On November 3, leaders of the Nordic region met to discuss how individual and joint efforts can be enhanced to accelerate the implementation of the Sustainable Development Goals (SDGs)

The Nordic Council, the inter-parliamentary body of Denmark, Finland, Norway, Sweden and Iceland, held its 68th session on this topic where especially gender equality was discussed and call was made to redouble efforts to achieve SDG 5 on gender equality and the empowerment of women which was greatly supported.

Read the full article in the link below:


Nordic Countries Advance Cooperation on SDGs

Cathrine Benson

8 November, 2016

On 3 November 2016, Prime Ministers from Denmark, Finland, Norway and Sweden discussed how the Nordic Region can cooperate on achieving the Sustainable Development Goals (SDGs), at the 68th Session of the Nordic Council. Speakers highlighted gender equality and women’s empowerment, and the region’s potential to serve as a leading example in achieving the SDGs.

The Nordic Council is the inter-parliamentary body of the four countries and Iceland. The Faroe Islands, Greenland and the Åland islands also participate in the Council.

Speakers at the 68th session, which convened in Copenhagen, Denmark, from 1-3 November 2016, called for the region to take a leading role in achieving the SDGs. They particularly highlighted the Nordic welfare system as a model for others. Sweden’s Prime Minister, Stefan Löfven, said the strength of the Nordic welfare system and the region’s equal societies “inspire others” and have made the region “the most competitive and integrated” in the world. Finland’s Prime Minister, Juha Sipilä suggested that the Nordic welfare model “should be an export product,” and can be a contribution to reaching the SDGs. The Faroe Islands Prime Minister, Aksel Vilhelmson Johannesen, described the Nordic social model as the epitome of sustainable development, emphasizing the region’s respect for human rights, low levels of corruption and promotion of equality and democracy.

 On women, Sipilä, called for redoubling efforts to achieve SDG 5 (Achieve gender equality and empower all women and girls), noting that not even the Nordic countries have met the SDG 5 targets. Norway’s Prime Minister, Erna Solberg, also supported focusing on gender equality.

On other SDGs, Denmark’s Prime Minister, Lars Løkke Rasmussen, highlighted the importance of SDG 4 (Ensure inclusive and equitable quality education and promote lifelong learning opportunities for all). Prime Ministers also addressed SDGs on climate, energy and the environment.

Nordic Council President Henrik Dam Kristensen said the Prime Ministers’ debate on the SDGs marked “the beginning of an increased effort to put SDG’s on the political agenda” and ensure the SDGs become a reality in the region and in the world.

The Nordic Council appointed Sonja Mandt, Norway, to lead a working group on a more sustainable, prosperous and equal future in the Nordic region and globally. The Council also discussed accountability, and noted its determination to push Nordic governments to implement the SDGs over the next 15 years.

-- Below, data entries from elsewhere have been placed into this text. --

#![deny(warnings)]

// Framed JSON-RPC transport over a byte stream (stdin/stdout in production)

use crate::error::{Result, TransportError};
use tokio::io::{
    self, AsyncBufRead, AsyncBufReadExt, AsyncReadExt, AsyncWrite, AsyncWriteExt, BufReader,
    Stdin, Stdout,
};

/// Largest Content-Length body accepted. Bigger frames are skipped and
/// reported as invalid.
pub const MAX_FRAME_BYTES: usize = 64 * 1024 * 1024;

#[derive(Debug, Clone, Copy, PartialEq, Eq)]
enum Framing {
    /// Detect framing based on the first non-blank line.
    Auto,
    /// Newline-delimited JSON messages.
    Newline,
    /// JSON-RPC/LSP style framing: `Content-Length: N\r\n\r\n<json bytes>`
    ContentLength,
}

fn trim_crlf(s: &str) -> &str {
    s.trim_end_matches(&['\r', '\n'][..])
}

fn parse_content_length_header(line: &str) -> Option<usize> {
    // Case-insensitive header name, optional whitespace.
    let line = trim_crlf(line).trim();
    let (name, value) = line.split_once(':')?;
    if !name.trim().eq_ignore_ascii_case("content-length") {
        return None;
    }
    value.trim().parse::<usize>().ok()
}

/// Reads and writes one JSON-RPC message at a time. Replies use whatever
/// framing the peer was detected to use.
pub struct FramedTransport<R, W> {
    reader: R,
    writer: W,
    framing: Framing,
}

/// The process's stdin/stdout transport.
pub type StdioTransport = FramedTransport<BufReader<Stdin>, Stdout>;

impl StdioTransport {
    pub fn stdio() -> Self {
        FramedTransport::new(BufReader::new(io::stdin()), io::stdout())
    }
}

impl<R, W> FramedTransport<R, W>
where
    R: AsyncBufRead + Unpin,
    W: AsyncWrite + Unpin,
{
    pub fn new(reader: R, writer: W) -> Self {
        Self {
            reader,
            writer,
            framing: Framing::Auto,
        }
    }

    /// Read the next message body. Returns `TransportError::ConnectionClosed`
    /// at end of input. A malformed frame yields `TransportError::InvalidMessage`
    /// with the frame already consumed, so the caller can keep reading.
    pub async fn read_message(&mut self) -> Result<String> {
        match self.framing {
            Framing::Auto => self.read_auto().await,
            Framing::Newline => {
                let line = self.read_line().await?;
                Ok(trim_crlf(&line).to_string())
            }
            Framing::ContentLength => {
                let first = self.read_line().await?;
                self.read_content_length_body(trim_crlf(&first)).await
            }
        }
    }

    pub async fn write_message(&mut self, message: &str) -> Result<()> {
        if self.framing == Framing::ContentLength {
            let header = format!("Content-Length: {}\r\n\r\n", message.len());
            self.writer
                .write_all(header.as_bytes())
                .await
                .map_err(TransportError::Io)?;
            self.writer
                .write_all(message.as_bytes())
                .await
                .map_err(TransportError::Io)?;
        } else {
            self.writer
                .write_all(message.as_bytes())
                .await
                .map_err(TransportError::Io)?;
            self.writer.write_all(b"\n").await.map_err(TransportError::Io)?;
        }
        self.writer.flush().await.map_err(TransportError::Io)?;
        Ok(())
    }

    async fn read_line(&mut self) -> Result<String> {
        let mut raw = Vec::new();
        let n = self
            .reader
            .read_until(b'\n', &mut raw)
            .await
            .map_err(TransportError::Io)?;
        if n == 0 {
            return Err(TransportError::ConnectionClosed.into());
        }
        String::from_utf8(raw).map_err(|e| {
            TransportError::InvalidMessage(format!("Invalid UTF-8 in JSON-RPC message: {}", e))
                .into()
        })
    }

    async fn read_auto(&mut self) -> Result<String> {
        loop {
            let line = self.read_line().await?;
            let line = trim_crlf(&line);
            if line.trim().is_empty() {
                continue;
            }

            if parse_content_length_header(line).is_some() {
                tracing::debug!("stdio framing: content-length");
                self.framing = Framing::ContentLength;
                return self.read_content_length_body(line).await;
            }

            tracing::debug!("stdio framing: newline-delimited");
            self.framing = Framing::Newline;
            return Ok(line.to_string());
        }
    }

    async fn read_content_length_body(&mut self, first: &str) -> Result<String> {
        let content_length = parse_content_length_header(first).ok_or_else(|| {
            TransportError::InvalidMessage(format!("Expected Content-Length header, got: {}", first))
        })?;

        // Skip remaining headers up to the blank separator line.
        loop {
            let header = self.read_line().await?;
            if trim_crlf(&header).is_empty() {
                break;
            }
        }

        if content_length > MAX_FRAME_BYTES {
            tracing::warn!(content_length, "skipping oversized frame");
            let mut body = (&mut self.reader).take(content_length as u64);
            io::copy(&mut body, &mut io::sink())
                .await
                .map_err(TransportError::Io)?;
            return Err(TransportError::InvalidMessage(format!(
                "Content-Length {} exceeds the {} byte limit",
                content_length, MAX_FRAME_BYTES
            ))
            .into());
        }

        let mut buf = vec![0u8; content_length];
        self.reader
            .read_exact(&mut buf)
            .await
            .map_err(TransportError::Io)?;

        String::from_utf8(buf).map_err(|e| {
            TransportError::InvalidMessage(format!("Invalid UTF-8 in JSON-RPC message: {}", e))
                .into()
        })
    }
}
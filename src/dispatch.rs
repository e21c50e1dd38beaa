#![deny(warnings)]

// JSON-RPC 2.0 routing: decodes one message, runs it against the server,
// and builds the response envelope. Shared by the stdio and WebSocket loops.

use crate::error::{FileIoMcpError, McpError};
use crate::server::McpServer;
use serde_json::{Value, json};

pub const PARSE_ERROR: i32 = -32700;
pub const INVALID_REQUEST: i32 = -32600;
pub const METHOD_NOT_FOUND: i32 = -32601;
pub const INVALID_PARAMS: i32 = -32602;
pub const SERVER_ERROR: i32 = -32000;

/// Protocol version assumed when `initialize` omits one.
const DEFAULT_PROTOCOL_VERSION: &str = "2024-11-05";

#[derive(Debug, Clone, PartialEq, Eq)]
pub struct RpcError {
    pub code: i32,
    pub message: String,
}

impl RpcError {
    fn new(code: i32, message: impl Into<String>) -> Self {
        Self {
            code,
            message: message.into(),
        }
    }

    fn not_initialized() -> Self {
        Self::new(SERVER_ERROR, "Server not initialized. Call 'initialize' first.")
    }
}

impl From<FileIoMcpError> for RpcError {
    fn from(error: FileIoMcpError) -> Self {
        let code = match error {
            FileIoMcpError::Mcp(
                McpError::InvalidToolParameters(_)
                | McpError::ToolNotFound(_)
                | McpError::InvalidProtocolVersion(_),
            ) => INVALID_PARAMS,
            _ => SERVER_ERROR,
        };
        Self::new(code, error.to_string())
    }
}

/// A decoded message. `id` is `None` for notifications.
struct Request<'a> {
    id: Option<Value>,
    method: Option<&'a str>,
    params: &'a Value,
}

impl<'a> Request<'a> {
    fn parse(message: &'a Value) -> Self {
        Self {
            id: message.get("id").cloned(),
            method: message.get("method").and_then(Value::as_str),
            params: message.get("params").unwrap_or(&Value::Null),
        }
    }
}

/// Handle one decoded JSON-RPC message. Returns the response to send, or
/// `None` for notifications, which are never answered (not even with an
/// error).
pub async fn handle_message(server: &McpServer, message: &Value) -> Option<Value> {
    let request = Request::parse(message);
    let outcome = route(server, message, &request).await;

    let Some(id) = request.id else {
        if let Err(e) = outcome {
            tracing::debug!(method = request.method, error = %e.message, "notification failed");
        }
        return None;
    };

    Some(match outcome {
        Ok(result) => json!({
            "jsonrpc": "2.0",
            "id": id,
            "result": result,
        }),
        Err(e) => error_response(Some(id), &e),
    })
}

/// Response for bytes that could not be decoded into a message at all.
pub fn parse_error(detail: &str) -> Value {
    error_response(None, &RpcError::new(PARSE_ERROR, format!("Parse error: {}", detail)))
}

fn error_response(id: Option<Value>, error: &RpcError) -> Value {
    json!({
        "jsonrpc": "2.0",
        "id": id,
        "error": {
            "code": error.code,
            "message": error.message,
        },
    })
}

async fn route(
    server: &McpServer,
    message: &Value,
    request: &Request<'_>,
) -> Result<Value, RpcError> {
    if let Some(version) = message.get("jsonrpc").and_then(Value::as_str)
        && version != "2.0"
    {
        return Err(RpcError::new(
            INVALID_REQUEST,
            format!("Invalid JSON-RPC version: {}", version),
        ));
    }

    let Some(method) = request.method else {
        return Err(RpcError::new(INVALID_REQUEST, "Invalid request: missing method"));
    };
    let params = request.params;
    let ready = server.is_initialized().await;

    match method {
        "initialize" => {
            let version = params
                .get("protocolVersion")
                .and_then(Value::as_str)
                .unwrap_or(DEFAULT_PROTOCOL_VERSION);
            let capabilities = params.get("capabilities").unwrap_or(&Value::Null);
            server
                .handle_initialize(version, capabilities)
                .await
                .map_err(RpcError::from)
        }
        "initialized" | "notifications/initialized" => {
            server.handle_initialized().await?;
            Ok(Value::Null)
        }
        "ping" => Ok(json!({})),
        "tools/list" | "tools/call" | "shutdown" if !ready => Err(RpcError::not_initialized()),
        "tools/list" => Ok(json!({ "tools": server.list_tools() })),
        "tools/call" => {
            let Some(name) = params.get("name").and_then(Value::as_str) else {
                return Err(RpcError::new(INVALID_PARAMS, "Invalid params: Missing tool name"));
            };
            let arguments = params.get("arguments").unwrap_or(&Value::Null);
            server
                .handle_tool_call(name, arguments)
                .await
                .map_err(RpcError::from)
        }
        "shutdown" => {
            server.handle_shutdown().await?;
            Ok(Value::Null)
        }
        other => Err(RpcError::new(METHOD_NOT_FOUND, format!("Method not found: {}", other))),
    }
}
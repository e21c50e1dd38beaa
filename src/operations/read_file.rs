#![deny(warnings)]

// Read a whole text file

use crate::error::FileIoError;
use crate::operations::path_guard::PathGuard;

/// Read the entire file at `path` as UTF-8 text.
pub async fn read_file(guard: &PathGuard, path: &str) -> Result<String, FileIoError> {
    let target = guard.authorize(path).await?;
    tokio::fs::read_to_string(&target)
        .await
        .map_err(|e| FileIoError::from_io_error("read file", path, e))
}
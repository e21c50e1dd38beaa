#![deny(warnings)]

// Write content to a file

use crate::error::FileIoError;
use crate::operations::path_guard::PathGuard;
use std::path::MAIN_SEPARATOR;

const SEPARATORS: [char; 2] = ['/', MAIN_SEPARATOR];

/// True when the caller's spelling can only mean a directory: a trailing
/// separator, or a final `.`/`..` component.
fn names_directory(path: &str) -> bool {
    if path.ends_with(SEPARATORS) {
        return true;
    }
    matches!(path.rsplit(SEPARATORS).next(), Some("." | ".."))
}

/// Create or fully overwrite the file at `path` with `content`.
///
/// Missing parent directories are created, but only along the parent chain
/// of the validated target, so directory creation stays inside the root.
pub async fn write_file(guard: &PathGuard, path: &str, content: &str) -> Result<(), FileIoError> {
    let target = guard.authorize(path).await?;

    if names_directory(path) {
        return Err(FileIoError::IsADirectory(format!(
            "cannot write file: {} names a directory",
            path
        )));
    }

    // Writing to the root itself fails below with IsADirectory; its parent is
    // outside the root and must not be created.
    if target.as_path() != guard.root().path()
        && let Some(parent) = target.as_path().parent()
    {
        tokio::fs::create_dir_all(parent)
            .await
            .map_err(|e| FileIoError::from_io_error("create parent directories for", path, e))?;
    }

    tokio::fs::write(&target, content)
        .await
        .map_err(|e| FileIoError::from_io_error("write file", path, e))
}
//! Runs the user's transfer command between baseline and verification.

use std::process::ExitStatus;

use tokio::process::Command;
use tracing::{info, warn};

/// Spawns `argv` with inherited stdio and waits for it.
///
/// A non-zero exit is only logged: whatever the command managed to copy is
/// still verified. Failing to spawn at all is an error.
pub async fn run(argv: &[String]) -> anyhow::Result<ExitStatus> {
    let (program, args) = argv
        .split_first()
        .ok_or_else(|| anyhow::anyhow!("empty transfer command"))?;

    info!(%program, args = args.len(), "running transfer command");
    let status = Command::new(program)
        .args(args)
        .status()
        .await
        .map_err(|e| anyhow::anyhow!("failed to run transfer command {program}: {e}"))?;

    if status.success() {
        info!(%program, "transfer command finished");
    } else {
        warn!(%program, %status, "transfer command failed, verifying anyway");
    }
    Ok(status)
}

#[cfg(all(test, unix))]
mod tests {
    use super::*;

    fn argv(parts: &[&str]) -> Vec<String> {
        parts.iter().map(|s| s.to_string()).collect()
    }

    #[tokio::test]
    async fn runs_command_and_returns_status() {
        let tmp = tempfile::tempdir().unwrap();
        let target = tmp.path().join("copied");

        let status = run(&argv(&["touch", target.to_str().unwrap()])).await.unwrap();
        assert!(status.success());
        assert!(target.exists());
    }

    #[tokio::test]
    async fn non_zero_exit_is_not_an_error() {
        let status = run(&argv(&["false"])).await.unwrap();
        assert!(!status.success());
    }

    #[tokio::test]
    async fn empty_command_is_an_error() {
        assert!(run(&[]).await.is_err());
    }

    #[tokio::test]
    async fn missing_program_is_an_error() {
        let result = run(&argv(&["/nonexistent/xfercheck-transfer"])).await;
        assert!(result.is_err());
    }
}
//! Confirmable, best-effort recursive deletion.

use std::path::{Path, PathBuf};
use std::sync::Mutex;

use tracing::{info, warn};
use xfercheck_snapshot::remove_path;

/// Yes/no decision source gating each deletion.
///
/// The CLI implements this with a terminal prompt; tests use closures.
pub trait ConfirmOracle: Send + Sync {
    /// Returns `true` if `path` may be deleted.
    fn confirm(&self, path: &Path) -> bool;
}

/// Approves every deletion.
#[derive(Debug, Clone, Copy, Default)]
pub struct AlwaysConfirm;

impl ConfirmOracle for AlwaysConfirm {
    fn confirm(&self, _path: &Path) -> bool {
        true
    }
}

/// Refuses every deletion.
#[derive(Debug, Clone, Copy, Default)]
pub struct NeverConfirm;

impl ConfirmOracle for NeverConfirm {
    fn confirm(&self, _path: &Path) -> bool {
        false
    }
}

impl<F> ConfirmOracle for F
where
    F: Fn(&Path) -> bool + Send + Sync,
{
    fn confirm(&self, path: &Path) -> bool {
        self(path)
    }
}

/// Deletes paths, optionally asking an oracle first.
///
/// Oracle calls are serialized, so prompts never interleave even when the
/// executor is shared between threads.
pub struct CleanupExecutor<'a> {
    oracle: &'a dyn ConfirmOracle,
    prompt: Mutex<()>,
}

impl<'a> CleanupExecutor<'a> {
    pub fn new(oracle: &'a dyn ConfirmOracle) -> Self {
        Self {
            oracle,
            prompt: Mutex::new(()),
        }
    }

    /// Removes each path recursively.
    ///
    /// With `confirm` set, a path is only removed after the oracle approves
    /// it. Paths that are already gone count as removed; other failures are
    /// logged and skipped. Returns the paths that no longer exist.
    pub fn remove(&self, paths: &[PathBuf], confirm: bool) -> Vec<PathBuf> {
        let mut removed = Vec::new();
        for path in paths {
            if confirm && !self.approve(path) {
                info!(path = %path.display(), "deletion declined");
                continue;
            }

            match remove_path(path) {
                Ok(()) => {
                    info!(path = %path.display(), "deleted");
                    removed.push(path.clone());
                }
                Err(e) => warn!(path = %path.display(), error = %e, "failed to delete"),
            }
        }
        removed
    }

    fn approve(&self, path: &Path) -> bool {
        let _guard = self.prompt.lock().unwrap_or_else(|e| e.into_inner());
        self.oracle.confirm(path)
    }
}

/// Convenience wrapper around [`CleanupExecutor::remove`].
pub fn remove(paths: &[PathBuf], confirm: bool, oracle: &dyn ConfirmOracle) -> Vec<PathBuf> {
    CleanupExecutor::new(oracle).remove(paths, confirm)
}

#[cfg(test)]
mod tests {
    use super::*;
    use std::fs;
    use std::sync::atomic::{AtomicBool, AtomicUsize, Ordering};
    use tempfile::TempDir;

    fn make_targets(root: &Path) -> Vec<PathBuf> {
        let file = root.join("f2");
        fs::write(&file, b"BBX").unwrap();
        let dir = root.join("run1");
        fs::create_dir_all(dir.join("nested")).unwrap();
        fs::write(dir.join("nested").join("x.bin"), b"x").unwrap();
        vec![file, dir]
    }

    #[test]
    fn unconfirmed_removal_deletes_everything() {
        let tmp = TempDir::new().unwrap();
        let targets = make_targets(tmp.path());

        let removed = remove(&targets, false, &NeverConfirm);
        assert_eq!(removed, targets);
        assert!(targets.iter().all(|p| !p.exists()));
    }

    #[test]
    fn declined_paths_are_kept() {
        let tmp = TempDir::new().unwrap();
        let targets = make_targets(tmp.path());

        let removed = remove(&targets, true, &NeverConfirm);
        assert!(removed.is_empty());
        assert!(targets.iter().all(|p| p.exists()));
    }

    #[test]
    fn oracle_is_asked_once_per_path() {
        let tmp = TempDir::new().unwrap();
        let targets = make_targets(tmp.path());
        let asked = AtomicUsize::new(0);

        let oracle = |p: &Path| {
            asked.fetch_add(1, Ordering::SeqCst);
            p.file_name().is_some_and(|n| n == "run1")
        };
        let removed = remove(&targets, true, &oracle);

        assert_eq!(asked.load(Ordering::SeqCst), 2);
        assert_eq!(removed, vec![targets[1].clone()]);
        assert!(targets[0].exists());
        assert!(!targets[1].exists());
    }

    #[test]
    fn missing_paths_count_as_removed() {
        let tmp = TempDir::new().unwrap();
        let ghost = tmp.path().join("never-existed");
        let removed = remove(std::slice::from_ref(&ghost), false, &AlwaysConfirm);
        assert_eq!(removed, vec![ghost]);
    }

    #[test]
    fn prompts_do_not_interleave() {
        let tmp = TempDir::new().unwrap();
        let in_prompt = AtomicBool::new(false);
        let oracle = |_: &Path| {
            assert!(!in_prompt.swap(true, Ordering::SeqCst), "prompts overlapped");
            std::thread::sleep(std::time::Duration::from_millis(5));
            in_prompt.store(false, Ordering::SeqCst);
            false
        };
        let executor = CleanupExecutor::new(&oracle);

        std::thread::scope(|s| {
            for i in 0..4 {
                let path = tmp.path().join(format!("p{i}"));
                let executor = &executor;
                s.spawn(move || {
                    for _ in 0..5 {
                        executor.remove(std::slice::from_ref(&path), true);
                    }
                });
            }
        });
    }
}
//! Digest-map comparison and standalone folder comparison.

use std::collections::BTreeMap;
use std::path::Path;

use tracing::{info, warn};
use xfercheck_tree::TreeDigestMap;

use crate::digester::digest_side;
use crate::error::VerifyError;
use crate::types::{FolderComparison, VerifyOptions};

/// Compares two digest maps file by file.
///
/// The key sets must be identical; otherwise the comparison fails with
/// [`VerifyError::StructuralMismatch`] instead of producing a partial
/// verdict. On success returns key → digests equal.
pub fn compare_maps(
    local: &TreeDigestMap,
    server: &TreeDigestMap,
    local_path: &Path,
    server_path: &Path,
) -> Result<BTreeMap<String, bool>, VerifyError> {
    let (missing, unexpected) = local.key_difference(server);
    if !missing.is_empty() || !unexpected.is_empty() {
        return Err(VerifyError::StructuralMismatch {
            local: local_path.to_path_buf(),
            server: server_path.to_path_buf(),
            missing,
            unexpected,
        });
    }

    let mut results = BTreeMap::new();
    for (key, expected) in local.iter() {
        let ok = server.get(key).is_some_and(|actual| expected.matches(actual));
        if !ok {
            warn!(file = key, "checksum does not match");
        }
        results.insert(key.to_string(), ok);
    }
    Ok(results)
}

/// Compares two folders that should hold identical content.
pub async fn compare_folders(
    folder_a: &Path,
    folder_b: &Path,
    options: &VerifyOptions,
) -> Result<FolderComparison, VerifyError> {
    for folder in [folder_a, folder_b] {
        if !tokio::fs::metadata(folder).await.is_ok_and(|m| m.is_dir()) {
            return Err(VerifyError::NotADirectory(folder.to_path_buf()));
        }
    }

    let enumerate = options.enumerate_options();
    let (map_a, map_b) = tokio::try_join!(
        digest_side(folder_a, enumerate, options.algorithm, options.workers),
        digest_side(folder_b, enumerate, options.algorithm, options.workers),
    )?;

    let files = compare_maps(&map_a, &map_b, folder_a, folder_b)?;
    let all_match = files.values().all(|ok| *ok);
    info!(
        a = %folder_a.display(),
        b = %folder_b.display(),
        files = files.len(),
        all_match,
        "compared folders"
    );

    Ok(FolderComparison {
        algorithm: options.algorithm,
        files,
        all_match,
    })
}
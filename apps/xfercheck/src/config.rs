//! CLI configuration.
//!
//! Stored as TOML at `$XDG_CONFIG_HOME/xfercheck/config.toml`, falling back
//! to `~/.config/xfercheck/config.toml`. A missing file means defaults.

use std::path::{Path, PathBuf};

use serde::{Deserialize, Serialize};
use xfercheck_verify::VerifyOptions;

/// Top-level configuration.
#[derive(Debug, Clone, PartialEq, Serialize, Deserialize)]
pub struct Config {
    /// Log filter used when `RUST_LOG` is unset.
    #[serde(default = "default_log_level")]
    pub log_level: String,

    /// Defaults for `verify` and `compare`.
    #[serde(default)]
    pub verify: VerifyOptions,
}

fn default_log_level() -> String {
    "info".into()
}

impl Default for Config {
    fn default() -> Self {
        Self {
            log_level: default_log_level(),
            verify: VerifyOptions::default(),
        }
    }
}

impl Config {
    /// Loads `explicit` if given, else the default location.
    ///
    /// An explicitly named file must exist; the default one may be absent.
    pub fn load(explicit: Option<&Path>) -> anyhow::Result<Self> {
        match explicit {
            Some(path) => Self::load_from(path),
            None => match config_path() {
                Some(path) if path.exists() => Self::load_from(&path),
                _ => Ok(Self::default()),
            },
        }
    }

    pub fn load_from(path: &Path) -> anyhow::Result<Self> {
        let content = std::fs::read_to_string(path)
            .map_err(|e| anyhow::anyhow!("failed to read config {}: {e}", path.display()))?;
        let config: Config = toml::from_str(&content)?;
        Ok(config)
    }
}

/// Returns the default configuration file path.
fn config_path() -> Option<PathBuf> {
    let base = std::env::var_os("XDG_CONFIG_HOME")
        .map(PathBuf::from)
        .or_else(|| std::env::var_os("HOME").map(|h| PathBuf::from(h).join(".config")))?;
    Some(base.join("xfercheck").join("config.toml"))
}
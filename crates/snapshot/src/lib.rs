//! Directory snapshots and new-entry discovery.
//!
//! A [`Snapshot`] records which files (or directories) existed under a root
//! at a point in time. Diffing it against the same root later yields the
//! [`NewEntrySet`] of entries that appeared in between, independent of the
//! tool that created them.

mod purge;
mod snapshot;

use std::path::PathBuf;

pub use purge::{purge, remove_path};
pub use snapshot::{NewEntrySet, Snapshot, SnapshotKind};

/// Errors produced by snapshot capture, diffing and persistence.
#[derive(Debug, thiserror::Error)]
pub enum SnapshotError {
    #[error("I/O error on {}: {source}", path.display())]
    Io {
        path: PathBuf,
        #[source]
        source: std::io::Error,
    },

    #[error("not a directory: {}", .0.display())]
    NotADirectory(PathBuf),

    #[error("snapshot root mismatch: captured {}, diffed against {}", expected.display(), actual.display())]
    RootMismatch { expected: PathBuf, actual: PathBuf },

    #[error("JSON error: {0}")]
    Json(#[from] serde_json::Error),
}

impl SnapshotError {
    pub(crate) fn io(path: impl Into<PathBuf>, source: std::io::Error) -> Self {
        Self::Io {
            path: path.into(),
            source,
        }
    }
}
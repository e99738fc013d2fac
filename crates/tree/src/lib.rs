//! Directory tree enumeration and per-tree digest maps.
//!
//! [`enumerate`] walks a root (recursively or top-level only) and maps
//! root-relative paths, normalized to forward slashes, to absolute paths.
//! [`digest_tree`] turns that listing into a [`TreeDigestMap`].

mod digest_map;
mod enumerate;

use std::path::PathBuf;

pub use digest_map::{TreeDigestMap, digest_path, digest_tree};
pub use enumerate::{EnumerateOptions, enumerate, is_hidden, relative_key};

/// Errors produced while walking or digesting a tree.
#[derive(Debug, thiserror::Error)]
pub enum TreeError {
    #[error("I/O error on {}: {source}", path.display())]
    Io {
        path: PathBuf,
        #[source]
        source: std::io::Error,
    },

    #[error("not a directory: {}", .0.display())]
    NotADirectory(PathBuf),

    #[error(transparent)]
    Digest(#[from] xfercheck_digest::DigestError),
}

impl TreeError {
    pub(crate) fn io(path: impl Into<PathBuf>, source: std::io::Error) -> Self {
        Self::Io {
            path: path.into(),
            source,
        }
    }
}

The Council addressed a number of other issues, including peace and security and the refugee crisis. The Council welcomed Sweden’s place on the UN Security Council (UNSC). Margot Wallström, Sweden’s Minister for Foreign Affairs, said Sweden will work to benefit women, peace and security in its role on the UNSC.

The Council awarded its Environment Prize to the creators of an app, ‘Too Good to Go,’ that aims to change how consumers and businesses approach food waste and resource consumption.